━━━ Extracted entries
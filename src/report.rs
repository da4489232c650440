use std::collections::BTreeSet;
use std::path::PathBuf;

use chrono::{DateTime, Utc};
use serde::{Deserialize, Serialize};

use crate::workflows::{Diagnostic, ResolvedJob};

/// Everything learned about one repository's workflows in a single run.
#[derive(Debug, Clone, Serialize, Deserialize)]
pub struct JobReport {
    pub repo_root: PathBuf,
    pub workflows_dir: PathBuf,
    pub collected_at: DateTime<Utc>,
    pub total_workflows: usize,
    pub top_level_workflows: Vec<String>,
    pub reusable_workflows: Vec<String>,
    /// Deduplicated, sorted by workflow name then job name.
    pub jobs: Vec<ResolvedJob>,
    pub diagnostics: Vec<Diagnostic>,
}

impl JobReport {
    /// Distinct qualified job names, sorted, without their workflow names.
    pub fn job_names(&self) -> Vec<&str> {
        self.jobs
            .iter()
            .map(|job| job.job_name.as_str())
            .collect::<BTreeSet<_>>()
            .into_iter()
            .collect()
    }
}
━━━━━━
• **Task item**:
Please write out the whole listing once more, exactly.

• **Output of the task**:
filename src/report.rs
repository da4489232c650440
use std::collections::BTreeSet;
use std::path::PathBuf;

use chrono::{DateTime, Utc};
use serde::{Deserialize, Serialize};

use crate::workflows::{Diagnostic, ResolvedJob};

/// Everything learned about one repository's workflows in a single run.
#[derive(Debug, Clone, Serialize, Deserialize)]
pub struct JobReport {
    pub repo_root: PathBuf,
    pub workflows_dir: PathBuf,
    pub collected_at: DateTime<Utc>,
    pub total_workflows: usize,
    pub top_level_workflows: Vec<String>,
    pub reusable_workflows: Vec<String>,
    /// Deduplicated, sorted by workflow name then job name.
    pub jobs: Vec<ResolvedJob>,
    pub diagnostics: Vec<Diagnostic>,
}

impl JobReport {
    /// Distinct qualified job names, sorted, without their workflow names.
    pub fn job_names(&self) -> Vec<&str> {
        self.jobs
            .iter()
            .map(|job| job.job_name.as_str())
            .collect::<BTreeSet<_>>()
            .into_iter()
            .collect()
    }
}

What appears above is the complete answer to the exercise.